→ Work item: Reproduce exactly the lines from the top of the records below through the line holding "use datasync_core::config::models::LogFormat;".

——————

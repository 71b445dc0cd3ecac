use std::fs::OpenOptions;
use std::path::Path;
use std::sync::{Arc, Mutex, RwLock};

use anyhow::{Context, Result};
use tracing::info;
use tracing_subscriber::filter::LevelFilter;
use tracing_subscriber::layer::SubscriberExt;
use tracing_subscriber::util::SubscriberInitExt;
use tracing_subscriber::{fmt, reload, EnvFilter, Layer, Registry};

use datasync_core::config::models::LogFormat;
use datasync_core::{LogLevel, LogLevelControl, SyncError, SyncResult};

/// 服务器日志文件名
pub const SERVER_LOG_FILE: &str = "datasync.log";

pub type FilterHandle = reload::Handle<EnvFilter, Registry>;

/// 基于 `reload` 句柄的运行期日志级别控制
///
/// `current` 读取正在生效的过滤器，启动时被 `RUST_LOG` 覆盖的级别也能如实反映。
pub struct ReloadLogLevel {
    handle: FilterHandle,
    current: RwLock<LogLevel>,
}

impl ReloadLogLevel {
    pub fn new(handle: FilterHandle, initial: LogLevel) -> Self {
        Self {
            handle,
            current: RwLock::new(initial),
        }
    }
}

impl LogLevelControl for ReloadLogLevel {
    fn current(&self) -> LogLevel {
        let configured = self
            .current
            .read()
            .map(|level| *level)
            .unwrap_or(LogLevel::Info);
        self.handle
            .with_current(|filter| <EnvFilter as Layer<Registry>>::max_level_hint(filter))
            .ok()
            .flatten()
            .and_then(level_from_filter)
            .unwrap_or(configured)
    }

    fn set(&self, level: LogLevel) -> SyncResult<()> {
        self.handle
            .modify(|filter| *filter = EnvFilter::new(level.as_directive()))
            .map_err(|e| SyncError::Internal(format!("重新加载日志过滤器失败: {e}")))?;
        if let Ok(mut current) = self.current.write() {
            *current = level;
        }
        Ok(())
    }
}

fn level_from_filter(filter: LevelFilter) -> Option<LogLevel> {
    if filter == LevelFilter::TRACE {
        Some(LogLevel::Trace)
    } else if filter == LevelFilter::DEBUG {
        Some(LogLevel::Debug)
    } else if filter == LevelFilter::INFO {
        Some(LogLevel::Info)
    } else if filter == LevelFilter::WARN {
        Some(LogLevel::Warn)
    } else if filter == LevelFilter::ERROR {
        Some(LogLevel::Error)
    } else {
        None
    }
}

/// 初始化全局日志订阅器
///
/// `RUST_LOG` 存在时优先使用；设置了 `log_directory` 时同时追加写入
/// `<log_directory>/datasync.log`。
pub fn init_logging(
    level: LogLevel,
    format: LogFormat,
    log_directory: Option<&Path>,
) -> Result<Arc<ReloadLogLevel>> {
    let env_filter =
        EnvFilter::try_from_default_env().unwrap_or_else(|_| EnvFilter::new(level.as_directive()));
    let (filter_layer, handle) = reload::Layer::new(env_filter);

    let stdout_layer = match format {
        LogFormat::Json => fmt::layer().json().boxed(),
        LogFormat::Pretty => fmt::layer().pretty().boxed(),
    };

    let file_layer = match log_directory {
        Some(dir) => {
            std::fs::create_dir_all(dir)
                .with_context(|| format!("创建日志目录失败: {}", dir.display()))?;
            let path = dir.join(SERVER_LOG_FILE);
            let file = OpenOptions::new()
                .create(true)
                .append(true)
                .open(&path)
                .with_context(|| format!("打开日志文件失败: {}", path.display()))?;
            Some(fmt::layer().with_ansi(false).with_writer(Mutex::new(file)))
        }
        None => None,
    };

    tracing_subscriber::registry()
        .with(filter_layer)
        .with(stdout_layer)
        .with(file_layer)
        .try_init()
        .context("初始化日志系统失败")?;

    info!(level = %level, format = %format, "日志系统已初始化");
    Ok(Arc::new(ReloadLogLevel::new(handle, level)))
}
//! 客户端同步协议接口，总是返回HTTP 200，业务结果放在响应体中

use std::time::Instant;

use axum::{
    extract::{
        rejection::{FormRejection, PathRejection, QueryRejection},
        Path, Query, State,
    },
    Form, Json,
};
use serde::Deserialize;
use serde_json::{json, Value};
use tracing::{debug, warn};

use datasync_core::models::NodeKey;
use datasync_domain::{parse_truthy, CheckSampleFilesOutcome, SyncOutcome, SyncRequest};

use crate::routes::AppState;

#[derive(Debug, Deserialize)]
pub struct NodePath {
    pub organisation: String,
    pub sitename: String,
    pub station: String,
}

#[derive(Debug, Default, Deserialize)]
pub struct SyncQuery {
    pub version: Option<String>,
    pub sync_completed: Option<String>,
}

#[derive(Debug, Default, Deserialize)]
pub struct SyncForm {
    pub version: Option<String>,
}

#[derive(Debug, Default, Deserialize)]
pub struct CheckSampleFilesForm {
    pub runsamplefiles: Option<String>,
}

pub async fn request_sync_get(
    State(state): State<AppState>,
    node: Result<Path<NodePath>, PathRejection>,
    query: Result<Query<SyncQuery>, QueryRejection>,
) -> Json<SyncOutcome> {
    handle_sync(&state, node, query, None).await
}

/// 表单中的 version 优先于查询参数
pub async fn request_sync_post(
    State(state): State<AppState>,
    node: Result<Path<NodePath>, PathRejection>,
    query: Result<Query<SyncQuery>, QueryRejection>,
    form: Result<Form<SyncForm>, FormRejection>,
) -> Json<SyncOutcome> {
    let form_version = match form {
        Ok(Form(form)) => form.version,
        Err(rejection) => {
            debug!(error = %rejection, "requestsync without form body");
            None
        }
    };
    handle_sync(&state, node, query, form_version).await
}

async fn handle_sync(
    state: &AppState,
    node: Result<Path<NodePath>, PathRejection>,
    query: Result<Query<SyncQuery>, QueryRejection>,
    form_version: Option<String>,
) -> Json<SyncOutcome> {
    let start = Instant::now();
    let (node, query) = match (node, query) {
        (Ok(Path(node)), Ok(Query(query))) => (node, query),
        (Err(rejection), _) => {
            warn!(error = %rejection, "unparseable requestsync path");
            state.metrics.record_sync_request(false, start.elapsed());
            return Json(SyncOutcome::malformed_request(format!(
                "Invalid node path: {}",
                rejection.body_text()
            )));
        }
        (_, Err(rejection)) => {
            warn!(error = %rejection, "unparseable requestsync query");
            state.metrics.record_sync_request(false, start.elapsed());
            return Json(SyncOutcome::malformed_request(format!(
                "Invalid query parameters: {}",
                rejection.body_text()
            )));
        }
    };

    let request = SyncRequest {
        node: NodeKey::new(node.organisation, node.sitename, node.station),
        version: form_version.or(query.version).unwrap_or_default(),
        sync_completed: parse_truthy(query.sync_completed.as_deref()),
    };

    let outcome = state.sync_handler.handle(&request).await;
    state
        .metrics
        .record_sync_request(outcome.success, start.elapsed());
    Json(outcome)
}

pub async fn check_sample_files(
    State(state): State<AppState>,
    form: Result<Form<CheckSampleFilesForm>, FormRejection>,
) -> Json<CheckSampleFilesOutcome> {
    let runsamplefiles = match form {
        Ok(Form(form)) => form.runsamplefiles,
        Err(rejection) => {
            warn!(error = %rejection, "unreadable checksamplefiles form");
            None
        }
    };

    let outcome = state
        .reconciler
        .check_sample_files(runsamplefiles.as_deref())
        .await;
    let found = outcome.synced_samples.values().map(Vec::len).sum();
    state.metrics.record_reconciliation(outcome.success, found);
    Json(outcome)
}

/// 整批标记完成；Run不存在等错误以 `success:false` 返回
pub async fn complete_run(
    State(state): State<AppState>,
    run_id: Result<Path<i64>, PathRejection>,
) -> Json<Value> {
    let run_id = match run_id {
        Ok(Path(run_id)) => run_id,
        Err(rejection) => {
            warn!(error = %rejection, "invalid run id in completion request");
            return Json(json!({
                "success": false,
                "message": format!("Invalid run id: {}", rejection.body_text()),
            }));
        }
    };

    match state.completion.mark_run_complete(run_id).await {
        Ok(outcome) => Json(json!({
            "success": true,
            "run_id": outcome.run_id,
            "samples_marked": outcome.samples_marked,
            "notified": outcome.notified,
        })),
        Err(e) => {
            warn!(run_id, error = %e, "unable to mark run complete");
            Json(json!({
                "success": false,
                "message": e.to_string(),
            }))
        }
    }
}
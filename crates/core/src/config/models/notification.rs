use serde::{Deserialize, Serialize};

/// 通知配置
///
/// 未配置 `webhook_url` 时通知只写入日志。
#[derive(Debug, Clone, Serialize, Deserialize)]
pub struct NotificationConfig {
    pub enabled: bool,
    pub return_address: String,
    /// 客户端日志上传通知的收件人
    pub logs_to: Vec<String>,
    /// 公钥上传通知的收件人
    pub keys_to: Vec<String>,
    #[serde(default)]
    pub webhook_url: Option<String>,
    pub timeout_seconds: u64,
}

impl Default for NotificationConfig {
    fn default() -> Self {
        Self {
            enabled: true,
            return_address: "noreply@localhost".to_string(),
            logs_to: Vec::new(),
            keys_to: Vec::new(),
            webhook_url: None,
            timeout_seconds: 10,
        }
    }
}

impl NotificationConfig {
    pub fn validate(&self) -> anyhow::Result<()> {
        if let Some(url) = &self.webhook_url {
            if !url.starts_with("http://") && !url.starts_with("https://") {
                return Err(anyhow::anyhow!("Webhook地址必须以 http:// 或 https:// 开头"));
            }
        }

        if self.timeout_seconds == 0 {
            return Err(anyhow::anyhow!("通知超时时间必须大于0"));
        }

        Ok(())
    }
}
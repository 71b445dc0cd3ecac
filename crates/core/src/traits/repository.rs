//! 数据仓储层接口定义
//!
//! 关系型存储之上的最小抽象，只覆盖同步协议需要的读写：
//! - `NodeClientRepository` - 节点注册与交付规则
//! - `RunRepository` - 节点被分配的Run
//! - `RunSampleRepository` - 期望文件及其完成标记
//!
//! 所有实现必须是 `Send + Sync`，由请求处理器并发调用。
//! RunSample 的更新不加行锁，并发对账同一行时以最后一次写入为准。

use async_trait::async_trait;

use crate::models::{
    NewNodeClient, NodeClient, NodeKey, NodeRule, Run, RunSample, RunState,
};
use crate::SyncResult;

/// 节点仓储接口
#[async_trait]
pub trait NodeClientRepository: Send + Sync {
    /// 按三元组精确查找，不做模糊匹配
    async fn find_by_key(&self, key: &NodeKey) -> SyncResult<Option<NodeClient>>;

    async fn find_by_id(&self, id: i64) -> SyncResult<Option<NodeClient>>;

    /// 按 机构, 站点, 工作站 排序
    async fn list(&self) -> SyncResult<Vec<NodeClient>>;

    /// 注册新节点，三元组重复时返回 `NodeAlreadyExists`
    async fn create(&self, node: &NewNodeClient) -> SyncResult<NodeClient>;

    /// 持久化白名单字段（hostname / username / flags）
    async fn update(&self, node: &NodeClient) -> SyncResult<()>;

    async fn rules_for(&self, node_id: i64) -> SyncResult<Vec<NodeRule>>;

    async fn add_rule(&self, node_id: i64, description: &str) -> SyncResult<NodeRule>;
}

/// Run仓储接口
#[async_trait]
pub trait RunRepository: Send + Sync {
    /// 分配给节点的所有Run，按 id 升序
    async fn find_by_machine(&self, node_id: i64) -> SyncResult<Vec<Run>>;

    async fn find_by_id(&self, id: i64) -> SyncResult<Option<Run>>;

    async fn update_state(&self, id: i64, state: RunState) -> SyncResult<()>;
}

/// RunSample仓储接口
#[async_trait]
pub trait RunSampleRepository: Send + Sync {
    async fn find_by_id(&self, id: i64) -> SyncResult<Option<RunSample>>;

    /// Run下期望文件的样本（排除空文件名），按 sequence, id 排序
    async fn find_with_files_by_run(&self, run_id: i64) -> SyncResult<Vec<RunSample>>;

    /// 单独提交一行的 complete 标记
    async fn set_complete(&self, id: i64, complete: bool) -> SyncResult<()>;

    /// 将Run下所有样本标记为完成，返回受影响的行数
    async fn mark_all_complete(&self, run_id: i64) -> SyncResult<u64>;

    /// 持久化白名单字段（filename / sequence / vial_number / method_number）
    async fn update(&self, sample: &RunSample) -> SyncResult<()>;
}
pub mod api_observability;
pub mod app_config;
pub mod database;
pub mod notification;
pub mod repository;

pub use api_observability::{ApiConfig, LogFormat, ObservabilityConfig};
pub use app_config::AppConfig;
pub use database::DatabaseConfig;
pub use notification::NotificationConfig;
pub use repository::RepositoryConfig;
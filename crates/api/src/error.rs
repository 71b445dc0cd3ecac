use axum::{
    http::StatusCode,
    response::{IntoResponse, Response},
    Json,
};
use datasync_core::SyncError;
use serde_json::json;
use tracing::error;

/// 管理端接口错误，同步接口不使用HTTP错误码
#[derive(Debug, thiserror::Error)]
pub enum ApiError {
    #[error("{0}")]
    Sync(#[from] SyncError),

    #[error("请求参数错误: {0}")]
    BadRequest(String),

    #[error("未找到资源")]
    NotFound,
}

impl IntoResponse for ApiError {
    fn into_response(self) -> Response {
        let (status, message, error_type) = match &self {
            ApiError::Sync(e) if e.is_not_found() => {
                (StatusCode::NOT_FOUND, e.to_string(), "NOT_FOUND")
            }
            // 校验失败的信息原样返回给调用方
            ApiError::Sync(SyncError::Validation(msg)) => {
                (StatusCode::BAD_REQUEST, msg.clone(), "VALIDATION_ERROR")
            }
            ApiError::Sync(e @ SyncError::NodeAlreadyExists { .. }) => {
                (StatusCode::CONFLICT, e.to_string(), "CONFLICT")
            }
            ApiError::Sync(e) => {
                error!(error = %e, "管理接口内部错误");
                (
                    StatusCode::INTERNAL_SERVER_ERROR,
                    "系统内部错误".to_string(),
                    "INTERNAL_ERROR",
                )
            }
            ApiError::BadRequest(msg) => (StatusCode::BAD_REQUEST, msg.clone(), "BAD_REQUEST"),
            ApiError::NotFound => (
                StatusCode::NOT_FOUND,
                "请求的资源不存在".to_string(),
                "NOT_FOUND",
            ),
        };

        let body = Json(json!({
            "success": false,
            "error": {
                "message": message,
                "type": error_type,
                "code": status.as_u16(),
                "timestamp": chrono::Utc::now().to_rfc3339(),
            }
        }));

        (status, body).into_response()
    }
}

pub type ApiResult<T> = Result<T, ApiError>;
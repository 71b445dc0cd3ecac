//! 同步服务指标

use std::time::Duration;

use anyhow::Result;
use metrics::{counter, histogram};
use metrics_exporter_prometheus::{PrometheusBuilder, PrometheusHandle};
use tracing::info;

use datasync_core::models::UploadKind;

/// 安装全局 Prometheus 记录器，返回用于渲染 `/metrics` 的句柄
pub fn install_prometheus_recorder() -> Result<PrometheusHandle> {
    let handle = PrometheusBuilder::new()
        .install_recorder()
        .map_err(|e| anyhow::anyhow!("Failed to install metrics recorder: {}", e))?;
    info!("Prometheus metrics recorder installed");
    Ok(handle)
}

/// 指标记录入口，未安装记录器时所有调用为空操作
#[derive(Debug, Clone, Default)]
pub struct MetricsCollector;

impl MetricsCollector {
    pub fn new() -> Self {
        Self
    }

    pub fn record_sync_request(&self, success: bool, duration: Duration) {
        let outcome = if success { "success" } else { "failure" };
        counter!("datasync_sync_requests_total", "outcome" => outcome).increment(1);
        histogram!("datasync_sync_request_duration_seconds").record(duration.as_secs_f64());
    }

    /// `found` 为本次被标记完成的样本数
    pub fn record_reconciliation(&self, success: bool, found: usize) {
        let outcome = if success { "success" } else { "failure" };
        counter!("datasync_reconciliations_total", "outcome" => outcome).increment(1);
        counter!("datasync_reconciled_found_total").increment(found as u64);
    }

    pub fn record_upload(&self, kind: UploadKind, written: bool, bytes: usize) {
        let outcome = if written { "success" } else { "failure" };
        counter!("datasync_uploads_total", "kind" => kind.as_str(), "outcome" => outcome)
            .increment(1);
        if written {
            counter!("datasync_upload_bytes_total", "kind" => kind.as_str())
                .increment(bytes as u64);
        }
    }

    pub fn record_http_request(&self, method: &str, status: u16, duration: Duration) {
        counter!(
            "datasync_http_requests_total",
            "method" => method.to_string(),
            "status" => status.to_string()
        )
        .increment(1);
        histogram!("datasync_http_request_duration_seconds").record(duration.as_secs_f64());
    }
}
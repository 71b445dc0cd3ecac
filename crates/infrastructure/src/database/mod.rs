pub mod manager;
pub mod sqlite;

pub use manager::DatabaseManager;
pub use sqlite::{SqliteNodeClientRepository, SqliteRunRepository, SqliteRunSampleRepository};
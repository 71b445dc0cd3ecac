use async_trait::async_trait;
use datasync_core::models::{NewNodeClient, NodeClient, NodeKey, NodeRule};
use datasync_core::traits::NodeClientRepository;
use datasync_core::{SyncError, SyncResult};
use sqlx::{Row, SqlitePool};
use tracing::debug;

const NODE_COLUMNS: &str =
    "id, organisation_name, site_name, station_name, hostname, username, flags, created_at";

pub struct SqliteNodeClientRepository {
    pool: SqlitePool,
}

impl SqliteNodeClientRepository {
    pub fn new(pool: SqlitePool) -> Self {
        Self { pool }
    }

    fn row_to_node(row: &sqlx::sqlite::SqliteRow) -> SyncResult<NodeClient> {
        Ok(NodeClient {
            id: row.try_get("id")?,
            organisation_name: row.try_get("organisation_name")?,
            site_name: row.try_get("site_name")?,
            station_name: row.try_get("station_name")?,
            hostname: row.try_get("hostname")?,
            username: row.try_get("username")?,
            flags: row.try_get("flags")?,
            created_at: row.try_get("created_at")?,
        })
    }
}

#[async_trait]
impl NodeClientRepository for SqliteNodeClientRepository {
    async fn find_by_key(&self, key: &NodeKey) -> SyncResult<Option<NodeClient>> {
        let row = sqlx::query(&format!(
            "SELECT {NODE_COLUMNS} FROM node_clients WHERE organisation_name = $1 AND site_name = $2 AND station_name = $3"
        ))
        .bind(&key.organisation)
        .bind(&key.site)
        .bind(&key.station)
        .fetch_optional(&self.pool)
        .await
        .map_err(SyncError::Database)?;

        row.as_ref().map(Self::row_to_node).transpose()
    }

    async fn find_by_id(&self, id: i64) -> SyncResult<Option<NodeClient>> {
        let row = sqlx::query(&format!("SELECT {NODE_COLUMNS} FROM node_clients WHERE id = $1"))
            .bind(id)
            .fetch_optional(&self.pool)
            .await
            .map_err(SyncError::Database)?;

        row.as_ref().map(Self::row_to_node).transpose()
    }

    async fn list(&self) -> SyncResult<Vec<NodeClient>> {
        let rows = sqlx::query(&format!(
            "SELECT {NODE_COLUMNS} FROM node_clients ORDER BY organisation_name, site_name, station_name"
        ))
        .fetch_all(&self.pool)
        .await
        .map_err(SyncError::Database)?;

        rows.iter().map(Self::row_to_node).collect()
    }

    async fn create(&self, node: &NewNodeClient) -> SyncResult<NodeClient> {
        let result = sqlx::query(
            r#"
            INSERT INTO node_clients (organisation_name, site_name, station_name, hostname, username, flags)
            VALUES ($1, $2, $3, $4, $5, $6)
            "#,
        )
        .bind(&node.organisation_name)
        .bind(&node.site_name)
        .bind(&node.station_name)
        .bind(&node.hostname)
        .bind(&node.username)
        .bind(&node.flags)
        .execute(&self.pool)
        .await
        .map_err(|e| match e {
            sqlx::Error::Database(ref db) if db.is_unique_violation() => {
                SyncError::NodeAlreadyExists {
                    key: node.key().to_string(),
                }
            }
            other => SyncError::Database(other),
        })?;

        let id = result.last_insert_rowid();
        debug!("注册节点成功: {} (id={})", node.key(), id);
        self.find_by_id(id)
            .await?
            .ok_or(SyncError::NodeIdNotFound { id })
    }

    async fn update(&self, node: &NodeClient) -> SyncResult<()> {
        let result = sqlx::query(
            "UPDATE node_clients SET hostname = $2, username = $3, flags = $4 WHERE id = $1",
        )
        .bind(node.id)
        .bind(&node.hostname)
        .bind(&node.username)
        .bind(&node.flags)
        .execute(&self.pool)
        .await
        .map_err(SyncError::Database)?;

        if result.rows_affected() == 0 {
            return Err(SyncError::NodeIdNotFound { id: node.id });
        }

        debug!("更新节点成功: {}", node.key());
        Ok(())
    }

    async fn rules_for(&self, node_id: i64) -> SyncResult<Vec<NodeRule>> {
        let rows = sqlx::query(
            "SELECT id, parent_node_id, description FROM node_rules WHERE parent_node_id = $1 ORDER BY id",
        )
        .bind(node_id)
        .fetch_all(&self.pool)
        .await
        .map_err(SyncError::Database)?;

        rows.iter()
            .map(|row| {
                Ok(NodeRule {
                    id: row.try_get("id")?,
                    parent_node_id: row.try_get("parent_node_id")?,
                    description: row.try_get("description")?,
                })
            })
            .collect()
    }

    async fn add_rule(&self, node_id: i64, description: &str) -> SyncResult<NodeRule> {
        let result = sqlx::query("INSERT INTO node_rules (parent_node_id, description) VALUES ($1, $2)")
            .bind(node_id)
            .bind(description)
            .execute(&self.pool)
            .await
            .map_err(SyncError::Database)?;

        debug!("添加节点规则成功: node_id={}", node_id);
        Ok(NodeRule {
            id: result.last_insert_rowid(),
            parent_node_id: node_id,
            description: description.to_string(),
        })
    }
}
use anyhow::{Context, Result};
use config::{Config as ConfigBuilder, Environment, File, FileFormat};
use serde::{Deserialize, Serialize};
use std::path::Path;

use super::{
    api_observability::{ApiConfig, ObservabilityConfig},
    database::DatabaseConfig,
    notification::NotificationConfig,
    repository::RepositoryConfig,
};

/// 默认配置文件搜索路径
const DEFAULT_CONFIG_PATHS: [&str; 3] = [
    "config/datasync.toml",
    "datasync.toml",
    "/etc/datasync/config.toml",
];

/// System configuration
#[derive(Debug, Clone, Default, Serialize, Deserialize)]
pub struct AppConfig {
    #[serde(default)]
    pub database: DatabaseConfig,
    #[serde(default)]
    pub api: ApiConfig,
    #[serde(default)]
    pub repository: RepositoryConfig,
    #[serde(default)]
    pub notification: NotificationConfig,
    #[serde(default)]
    pub observability: ObservabilityConfig,
}

impl AppConfig {
    /// Load configuration from config file and environment variables
    ///
    /// Load order:
    /// 1. Default configuration
    /// 2. Config file (TOML format)
    /// 3. Environment variable overrides (prefix: DATASYNC_, separator: __)
    pub fn load(config_path: Option<&str>) -> Result<Self> {
        let defaults = toml::to_string(&AppConfig::default()).context("序列化默认配置失败")?;
        let mut builder =
            ConfigBuilder::builder().add_source(File::from_str(&defaults, FileFormat::Toml));

        if let Some(path) = config_path {
            if Path::new(path).exists() {
                builder = builder.add_source(File::new(path, FileFormat::Toml));
            } else {
                return Err(anyhow::anyhow!("配置文件不存在: {}", path));
            }
        } else if let Some(path) = DEFAULT_CONFIG_PATHS
            .iter()
            .find(|path| Path::new(path).exists())
        {
            builder = builder.add_source(File::new(path, FileFormat::Toml));
        }

        builder = builder.add_source(
            Environment::with_prefix("DATASYNC")
                .prefix_separator("_")
                .separator("__")
                .try_parsing(true),
        );

        let config: AppConfig = builder
            .build()
            .context("构建配置失败")?
            .try_deserialize()
            .context("反序列化配置失败")?;

        config.validate()?;

        Ok(config)
    }

    /// Load configuration from TOML string
    pub fn from_toml(toml_str: &str) -> Result<Self> {
        let config: AppConfig = toml::from_str(toml_str).context("解析TOML配置失败")?;

        config.validate()?;
        Ok(config)
    }

    /// Serialize configuration to TOML string
    pub fn to_toml(&self) -> Result<String> {
        toml::to_string_pretty(self).context("序列化配置为TOML失败")
    }

    pub fn validate(&self) -> Result<()> {
        self.database.validate().context("数据库配置验证失败")?;
        self.api.validate().context("API配置验证失败")?;
        self.repository.validate().context("文件仓库配置验证失败")?;
        self.notification.validate().context("通知配置验证失败")?;
        self.observability
            .validate()
            .context("可观测性配置验证失败")?;

        Ok(())
    }
}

——————

→ Solution below:
repository 71b445dc0cd3ecac
use std::fs::OpenOptions;
use std::path::Path;
use std::sync::{Arc, Mutex, RwLock};

use anyhow::{Context, Result};
use tracing::info;
use tracing_subscriber::filter::LevelFilter;
use tracing_subscriber::layer::SubscriberExt;
use tracing_subscriber::util::SubscriberInitExt;
use tracing_subscriber::{fmt, reload, EnvFilter, Layer, Registry};

use datasync_core::config::models::LogFormat;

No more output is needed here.